To try it without a credit card, the discovery demo gives you 7 days with 1 image, 1 video, 1 music track, and 10 messages. It's the only card-free entry point, and it's enough to see whether the format suits you.

Method 2: The Free Versions of ChatGPT, Claude, or Gemini

The three main assistants all offer a free tier with a daily message quota. It's the cheapest way to practice, and it works very well for text.

What you get: zero cost, instant availability, and the ability to compare answers from one model to another on the same prompt.

What you lose: no structured progression, no feedback on the quality of your prompts, quotas that cut you off in the middle of an exercise, and advanced features (image, video, large files) often reserved for paid tiers. If you're a genuine beginner, start with our guide on using ChatGPT as a beginner, then set yourself one work task per day for two weeks.

Method 3: Public Prompt Libraries

Free libraries exist from the AI companies themselves and on GitHub, with hundreds of ready-to-copy prompts. They're useful for getting moving fast on a task you don't know how to frame.

The limitation is real: a prompt copied without context gives a generic result, because it contains nothing about your company or your constraints. Use it as a skeleton, then fill in the context and constraints blocks with your own information. That's the difference between a prompt that works for its author and a prompt that works for you.

The Mistakes That Come Up Most Often

Most bad results come from five habits that are easy to fix.

  • Stacking ten requests into one message. One task per prompt, then move on to the next.
  • Only saying what you don't want. A list of prohibitions with no clear direction produces cautious, hollow text. Describe the target.
  • Forgetting the audience. The same content for an expert and for a total beginner gives two very different texts, and the AI will default to the middle.
  • Accepting the first answer.
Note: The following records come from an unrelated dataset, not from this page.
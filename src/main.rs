use std::sync::Arc;
use tokio::net::TcpListener;
use tracing_subscriber::EnvFilter;
use url_summarizer::{
    config::Config,
    api::routes::create_router,
    AppState,
};

#[tokio::main]
async fn main() -> Result<(), Box<dyn std::error::Error>> {
    tracing_subscriber::fmt()
        .with_env_filter(
            EnvFilter::try_from_default_env().unwrap_or_else(|_| EnvFilter::new("info")),
        )
        .init();

    // Load configuration
    let config = Config::load()?;
    let server_addr = config.server_addr;

    // Create application state
    let app_state = AppState {
        config: Arc::new(config),
    };

    // Build the router with routes
    let app = create_router(app_state);

    // Create the listener
    let listener = TcpListener::bind(server_addr).await?;

    tracing::info!(%server_addr, "listening");
    axum::serve(listener, app).await?;

    Ok(())
}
The first version is a draft to react to, not a deliverable.
  • Trusting the numbers and sources it cites. An AI can produce a reference that doesn't exist. Check every figure, date, and link before publishing.
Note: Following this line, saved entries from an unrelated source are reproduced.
use once_cell::sync::Lazy;
use regex::Regex;
use url::Url;

/// How a URL's content should be acquired.
#[derive(Debug, Clone, Copy, PartialEq, Eq)]
pub enum SourceKind {
    Video,
    GenericWeb,
}

impl SourceKind {
    pub fn as_str(&self) -> &'static str {
        match self {
            SourceKind::Video => "video",
            SourceKind::GenericWeb => "web",
        }
    }
}

const VIDEO_HOSTS: &[&str] = &[
    "youtube.com",
    "www.youtube.com",
    "m.youtube.com",
    "music.youtube.com",
    "youtu.be",
];

/// Classify a URL as a video-hosting link or a generic web page.
///
/// Pure and total: every parsed URL maps to exactly one variant.
pub fn classify(url: &Url) -> SourceKind {
    match url.host_str() {
        Some(host) if VIDEO_HOSTS.contains(&host.to_ascii_lowercase().as_str()) => {
            SourceKind::Video
        }
        _ => SourceKind::GenericWeb,
    }
}

// Compile the video-ID patterns once
static VIDEO_ID_REGEXES: Lazy<Vec<Regex>> = Lazy::new(|| {
    [
        r"youtube\.com/watch\?(?:[^#]*&)?v=([A-Za-z0-9_-]{11})",
        r"youtu\.be/([A-Za-z0-9_-]{11})",
        r"youtube\.com/embed/([A-Za-z0-9_-]{11})",
        r"youtube\.com/shorts/([A-Za-z0-9_-]{11})",
        r"youtube\.com/live/([A-Za-z0-9_-]{11})",
    ]
    .iter()
    .map(|p| Regex::new(p).expect("Failed to compile video ID regex"))
    .collect()
});

/// Extract the 11-character video ID from the supported URL shapes.
pub fn video_id(url: &Url) -> Option<String> {
    let s = url.as_str();
    VIDEO_ID_REGEXES
        .iter()
        .find_map(|re| re.captures(s))
        .and_then(|caps| caps.get(1).map(|m| m.as_str().to_string()))
}
use axum::{
    response::{IntoResponse, Response},
    Json,
    http::StatusCode,
};
use serde::Serialize;

#[derive(Serialize)]
pub struct ErrorResponse {
    error: String,
}

#[derive(Debug, thiserror::Error)]
pub enum AppError {
    #[error("Invalid input: {0}")]
    Validation(String),

    #[error("Failed to extract content: {0}")]
    Extraction(String),

    #[error("Authentication failed: {0}")]
    Authentication(String),

    #[error("Summarization service error: {0}")]
    RemoteService(String),

    #[error("Model error: {0}")]
    Model(String),

    #[error("Configuration error: {0}")]
    Config(String),
}

impl AppError {
    pub fn status_code(&self) -> StatusCode {
        match self {
            AppError::Validation(_) => StatusCode::BAD_REQUEST,
            AppError::Extraction(_) => StatusCode::UNPROCESSABLE_ENTITY,
            AppError::Authentication(_) => StatusCode::UNAUTHORIZED,
            AppError::RemoteService(_) => StatusCode::BAD_GATEWAY,
            AppError::Model(_) => StatusCode::BAD_GATEWAY,
            AppError::Config(_) => StatusCode::INTERNAL_SERVER_ERROR,
        }
    }
}

impl IntoResponse for AppError {
    fn into_response(self) -> Response {
        let status = self.status_code();
        let body = Json(ErrorResponse {
            error: self.to_string(),
        });

        (status, body).into_response()
    }
}

pub type Result<T> = std::result::Result<T, AppError>;

#[cfg(test)]
mod tests {
    use super::*;

    #[test]
    fn status_mapping() {
        assert_eq!(
            AppError::Validation("missing URL".into()).status_code(),
            StatusCode::BAD_REQUEST
        );
        assert_eq!(
            AppError::Extraction("HTTP 403".into()).status_code(),
            StatusCode::UNPROCESSABLE_ENTITY
        );
        assert_eq!(
            AppError::Authentication("invalid key".into()).status_code(),
            StatusCode::UNAUTHORIZED
        );
        assert_eq!(
            AppError::RemoteService("timeout".into()).status_code(),
            StatusCode::BAD_GATEWAY
        );
    }

    #[test]
    fn message_carries_detail() {
        let err = AppError::Extraction("no transcript available".into());
        assert!(err.to_string().contains("no transcript available"));
    }

    #[tokio::test]
    async fn renders_status_and_error_body() {
        let response = AppError::Authentication("invalid credential".into()).into_response();
        assert_eq!(response.status(), StatusCode::UNAUTHORIZED);

        let bytes = axum::body::to_bytes(response.into_body(), usize::MAX)
            .await
            .unwrap();
        let json: serde_json::Value = serde_json::from_slice(&bytes).unwrap();
        assert_eq!(json["error"], "Authentication failed: invalid credential");
    }
}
A sixth missing habit gets expensive over time: never saving your prompts. Keep a simple document with your 10 best prompts, sorted by task, and replace the variable data with brackets to fill in. These traps are covered in more depth in our article on the most common prompting mistakes.

Start Practicing Today

Take a task you handed to an AI this week and rewrite your request using the 6 blocks: role, goal, context, constraints, format, examples. Compare the two results side by side. It's the fastest exercise for understanding where the quality of an answer really comes from, and it takes no more than ten minutes.